_What needs to be done_
The data below should be duplicated in full, unchanged.

(Stored data entries)
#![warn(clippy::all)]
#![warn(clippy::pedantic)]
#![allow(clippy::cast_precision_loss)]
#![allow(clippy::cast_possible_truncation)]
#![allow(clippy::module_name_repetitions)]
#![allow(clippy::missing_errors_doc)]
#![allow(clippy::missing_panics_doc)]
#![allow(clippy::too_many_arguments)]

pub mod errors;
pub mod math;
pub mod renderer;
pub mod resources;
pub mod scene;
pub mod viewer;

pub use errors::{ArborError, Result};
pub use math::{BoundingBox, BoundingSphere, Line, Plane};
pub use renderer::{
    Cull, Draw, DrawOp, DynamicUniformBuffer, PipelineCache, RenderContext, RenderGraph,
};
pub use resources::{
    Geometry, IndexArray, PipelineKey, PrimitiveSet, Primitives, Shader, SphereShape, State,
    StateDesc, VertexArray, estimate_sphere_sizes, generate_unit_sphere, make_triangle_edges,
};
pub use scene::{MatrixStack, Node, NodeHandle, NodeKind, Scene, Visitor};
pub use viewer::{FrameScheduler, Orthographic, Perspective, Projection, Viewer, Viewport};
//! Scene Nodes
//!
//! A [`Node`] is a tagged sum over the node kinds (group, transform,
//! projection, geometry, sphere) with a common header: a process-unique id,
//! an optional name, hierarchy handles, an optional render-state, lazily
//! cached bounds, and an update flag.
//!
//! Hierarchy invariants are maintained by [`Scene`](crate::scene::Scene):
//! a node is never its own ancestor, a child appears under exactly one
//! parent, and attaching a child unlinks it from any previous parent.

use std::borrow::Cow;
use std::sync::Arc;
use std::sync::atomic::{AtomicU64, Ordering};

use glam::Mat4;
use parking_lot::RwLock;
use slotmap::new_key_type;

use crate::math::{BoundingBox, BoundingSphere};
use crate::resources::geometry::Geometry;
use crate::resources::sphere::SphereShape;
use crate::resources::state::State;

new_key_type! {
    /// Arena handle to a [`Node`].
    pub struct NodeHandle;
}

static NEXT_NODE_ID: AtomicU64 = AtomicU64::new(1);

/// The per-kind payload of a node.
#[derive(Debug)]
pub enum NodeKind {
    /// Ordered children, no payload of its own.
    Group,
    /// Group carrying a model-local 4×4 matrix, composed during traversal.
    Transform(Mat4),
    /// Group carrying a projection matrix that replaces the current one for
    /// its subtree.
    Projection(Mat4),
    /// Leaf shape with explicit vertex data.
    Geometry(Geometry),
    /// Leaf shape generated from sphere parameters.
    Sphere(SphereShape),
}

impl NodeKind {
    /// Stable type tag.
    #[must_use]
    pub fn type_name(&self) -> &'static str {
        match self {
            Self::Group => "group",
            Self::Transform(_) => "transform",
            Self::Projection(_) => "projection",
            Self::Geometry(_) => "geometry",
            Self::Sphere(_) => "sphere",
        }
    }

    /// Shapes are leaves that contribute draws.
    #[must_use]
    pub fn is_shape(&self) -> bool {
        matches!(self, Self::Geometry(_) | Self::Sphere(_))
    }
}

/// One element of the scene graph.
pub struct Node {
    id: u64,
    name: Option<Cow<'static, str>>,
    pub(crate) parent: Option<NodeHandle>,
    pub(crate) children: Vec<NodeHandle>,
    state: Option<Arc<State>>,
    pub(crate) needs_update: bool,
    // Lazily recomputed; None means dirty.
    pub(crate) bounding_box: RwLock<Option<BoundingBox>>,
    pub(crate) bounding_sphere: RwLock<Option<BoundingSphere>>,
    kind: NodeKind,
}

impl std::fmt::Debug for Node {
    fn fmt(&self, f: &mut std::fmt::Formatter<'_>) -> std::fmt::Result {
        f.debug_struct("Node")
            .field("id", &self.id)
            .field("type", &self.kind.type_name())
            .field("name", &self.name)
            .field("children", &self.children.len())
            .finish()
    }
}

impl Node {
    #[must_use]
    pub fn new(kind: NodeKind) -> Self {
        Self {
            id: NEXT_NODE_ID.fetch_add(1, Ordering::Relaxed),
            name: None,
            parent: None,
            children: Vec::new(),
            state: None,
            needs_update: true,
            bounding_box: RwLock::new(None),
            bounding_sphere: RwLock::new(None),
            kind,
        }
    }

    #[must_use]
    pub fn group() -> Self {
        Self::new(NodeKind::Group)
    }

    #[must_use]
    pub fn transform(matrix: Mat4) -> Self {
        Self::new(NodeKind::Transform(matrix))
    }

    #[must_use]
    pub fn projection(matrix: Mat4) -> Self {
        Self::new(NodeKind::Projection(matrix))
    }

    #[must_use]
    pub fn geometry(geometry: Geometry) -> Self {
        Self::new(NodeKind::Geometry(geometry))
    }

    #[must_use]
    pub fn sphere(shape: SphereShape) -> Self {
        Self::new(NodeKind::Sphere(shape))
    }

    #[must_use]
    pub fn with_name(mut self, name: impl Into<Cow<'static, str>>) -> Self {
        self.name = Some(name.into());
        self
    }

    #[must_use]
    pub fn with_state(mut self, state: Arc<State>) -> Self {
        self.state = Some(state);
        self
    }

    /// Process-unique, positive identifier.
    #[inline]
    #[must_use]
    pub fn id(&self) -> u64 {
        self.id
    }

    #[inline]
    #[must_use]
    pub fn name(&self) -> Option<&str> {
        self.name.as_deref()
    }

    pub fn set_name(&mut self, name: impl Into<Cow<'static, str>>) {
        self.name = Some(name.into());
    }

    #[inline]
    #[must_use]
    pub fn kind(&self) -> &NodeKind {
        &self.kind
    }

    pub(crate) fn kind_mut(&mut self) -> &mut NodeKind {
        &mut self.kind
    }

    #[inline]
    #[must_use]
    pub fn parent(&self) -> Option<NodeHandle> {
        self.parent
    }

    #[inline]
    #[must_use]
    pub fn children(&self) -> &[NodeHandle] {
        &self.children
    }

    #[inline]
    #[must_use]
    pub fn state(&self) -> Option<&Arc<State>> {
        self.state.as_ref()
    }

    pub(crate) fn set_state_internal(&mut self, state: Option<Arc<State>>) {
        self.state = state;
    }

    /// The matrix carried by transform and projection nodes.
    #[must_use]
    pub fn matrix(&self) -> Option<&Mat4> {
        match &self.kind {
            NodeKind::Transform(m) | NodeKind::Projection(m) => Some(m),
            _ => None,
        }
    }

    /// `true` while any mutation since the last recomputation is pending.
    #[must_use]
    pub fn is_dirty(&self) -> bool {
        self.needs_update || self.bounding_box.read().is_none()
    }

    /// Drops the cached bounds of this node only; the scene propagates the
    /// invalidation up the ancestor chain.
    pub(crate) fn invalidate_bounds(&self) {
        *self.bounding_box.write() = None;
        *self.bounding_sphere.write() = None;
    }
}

_Written solution_
#![warn(clippy::all)]
#![warn(clippy::pedantic)]
#![allow(clippy::cast_precision_loss)]
#![allow(clippy::cast_possible_truncation)]
#![allow(clippy::module_name_repetitions)]
#![allow(clippy::missing_errors_doc)]
#![allow(clippy::missing_panics_doc)]
#![allow(clippy::too_many_arguments)]

pub mod errors;
pub mod math;
pub mod renderer;
pub mod resources;
pub mod scene;
pub mod viewer;

pub use errors::{ArborError, Result};
pub use math::{BoundingBox, BoundingSphere, Line, Plane};
pub use renderer::{
    Cull, Draw, DrawOp, DynamicUniformBuffer, PipelineCache, RenderContext, RenderGraph,
};
pub use resources::{
    Geometry, IndexArray, PipelineKey, PrimitiveSet, Primitives, Shader, SphereShape, State,
    StateDesc, VertexArray, estimate_sphere_sizes, generate_unit_sphere, make_triangle_edges,
};
pub use scene::{MatrixStack, Node, NodeHandle, NodeKind, Scene, Visitor};
pub use viewer::{FrameScheduler, Orthographic, Perspective, Projection, Viewer, Viewport};
//! Scene Nodes
//!
//! A [`Node`] is a tagged sum over the node kinds (group, transform,
//! projection, geometry, sphere) with a common header: a process-unique id,
//! an optional name, hierarchy handles, an optional render-state, lazily
//! cached bounds, and an update flag.
//!
//! Hierarchy invariants are maintained by [`Scene`](crate::scene::Scene):
//! a node is never its own ancestor, a child appears under exactly one
//! parent, and attaching a child unlinks it from any previous parent.

use std::borrow::Cow;
use std::sync::Arc;
use std::sync::atomic::{AtomicU64, Ordering};

use glam::Mat4;
use parking_lot::RwLock;
use slotmap::new_key_type;

use crate::math::{BoundingBox, BoundingSphere};
use crate::resources::geometry::Geometry;
use crate::resources::sphere::SphereShape;
use crate::resources::state::State;

new_key_type! {
    /// Arena handle to a [`Node`].
    pub struct NodeHandle;
}

static NEXT_NODE_ID: AtomicU64 = AtomicU64::new(1);

/// The per-kind payload of a node.
#[derive(Debug)]
pub enum NodeKind {
    /// Ordered children, no payload of its own.
    Group,
    /// Group carrying a model-local 4×4 matrix, composed during traversal.
    Transform(Mat4),
    /// Group carrying a projection matrix that replaces the current one for
    /// its subtree.
    Projection(Mat4),
    /// Leaf shape with explicit vertex data.
    Geometry(Geometry),
    /// Leaf shape generated from sphere parameters.
    Sphere(SphereShape),
}

impl NodeKind {
    /// Stable type tag.
    #[must_use]
    pub fn type_name(&self) -> &'static str {
        match self {
            Self::Group => "group",
            Self::Transform(_) => "transform",
            Self::Projection(_) => "projection",
            Self::Geometry(_) => "geometry",
            Self::Sphere(_) => "sphere",
        }
    }

    /// Shapes are leaves that contribute draws.
    #[must_use]
    pub fn is_shape(&self) -> bool {
        matches!(self, Self::Geometry(_) | Self::Sphere(_))
    }
}

/// One element of the scene graph.
pub struct Node {
    id: u64,
    name: Option<Cow<'static, str>>,
    pub(crate) parent: Option<NodeHandle>,
    pub(crate) children: Vec<NodeHandle>,
    state: Option<Arc<State>>,
    pub(crate) needs_update: bool,
    // Lazily recomputed; None means dirty.
    pub(crate) bounding_box: RwLock<Option<BoundingBox>>,
    pub(crate) bounding_sphere: RwLock<Option<BoundingSphere>>,
    kind: NodeKind,
}

impl std::fmt::Debug for Node {
    fn fmt(&self, f: &mut std::fmt::Formatter<'_>) -> std::fmt::Result {
        f.debug_struct("Node")
            .field("id", &self.id)
            .field("type", &self.kind.type_name())
            .field("name", &self.name)
            .field("children", &self.children.len())
            .finish()
    }
}

impl Node {
    #[must_use]
    pub fn new(kind: NodeKind) -> Self {
        Self {
            id: NEXT_NODE_ID.fetch_add(1, Ordering::Relaxed),
            name: None,
            parent: None,
            children: Vec::new(),
            state: None,
            needs_update: true,
            bounding_box: RwLock::new(None),
            bounding_sphere: RwLock::new(None),
            kind,
        }
    }

    #[must_use]
    pub fn group() -> Self {
        Self::new(NodeKind::Group)
    }

    #[must_use]
    pub fn transform(matrix: Mat4) -> Self {
        Self::new(NodeKind::Transform(matrix))
    }

    #[must_use]
    pub fn projection(matrix: Mat4) -> Self {
        Self::new(NodeKind::Projection(matrix))
    }

    #[must_use]
    pub fn geometry(geometry: Geometry) -> Self {
        Self::new(NodeKind::Geometry(geometry))
    }

    #[must_use]
    pub fn sphere(shape: SphereShape) -> Self {
        Self::new(NodeKind::Sphere(shape))
    }

    #[must_use]
    pub fn with_name(mut self, name: impl Into<Cow<'static, str>>) -> Self {
        self.name = Some(name.into());
        self
    }

    #[must_use]
    pub fn with_state(mut self, state: Arc<State>) -> Self {
        self.state = Some(state);
        self
    }

    /// Process-unique, positive identifier.
    #[inline]
    #[must_use]
    pub fn id(&self) -> u64 {
        self.id
    }

    #[inline]
    #[must_use]
    pub fn name(&self) -> Option<&str> {
        self.name.as_deref()
    }

    pub fn set_name(&mut self, name: impl Into<Cow<'static, str>>) {
        self.name = Some(name.into());
    }

    #[inline]
    #[must_use]
    pub fn kind(&self) -> &NodeKind {
        &self.kind
    }

    pub(crate) fn kind_mut(&mut self) -> &mut NodeKind {
        &mut self.kind
    }

    #[inline]
    #[must_use]
    pub fn parent(&self) -> Option<NodeHandle> {
        self.parent
    }

    #[inline]
    #[must_use]
    pub fn children(&self) -> &[NodeHandle] {
        &self.children
    }

    #[inline]
    #[must_use]
    pub fn state(&self) -> Option<&Arc<State>> {
        self.state.as_ref()
    }

    pub(crate) fn set_state_internal(&mut self, state: Option<Arc<State>>) {
        self.state = state;
    }

    /// The matrix carried by transform and projection nodes.
    #[must_use]
    pub fn matrix(&self) -> Option<&Mat4> {
        match &self.kind {
            NodeKind::Transform(m) | NodeKind::Projection(m) => Some(m),
            _ => None,
        }
    }

    /// `true` while any mutation since the last recomputation is pending.
    #[must_use]
    pub fn is_dirty(&self) -> bool {
        self.needs_update || self.bounding_box.read().is_none()
    }

    /// Drops the cached bounds of this node only; the scene propagates the
    /// invalidation up the ancestor chain.
    pub(crate) fn invalidate_bounds(&self) {
        *self.bounding_box.write() = None;
        *self.bounding_sphere.write() = None;
    }
}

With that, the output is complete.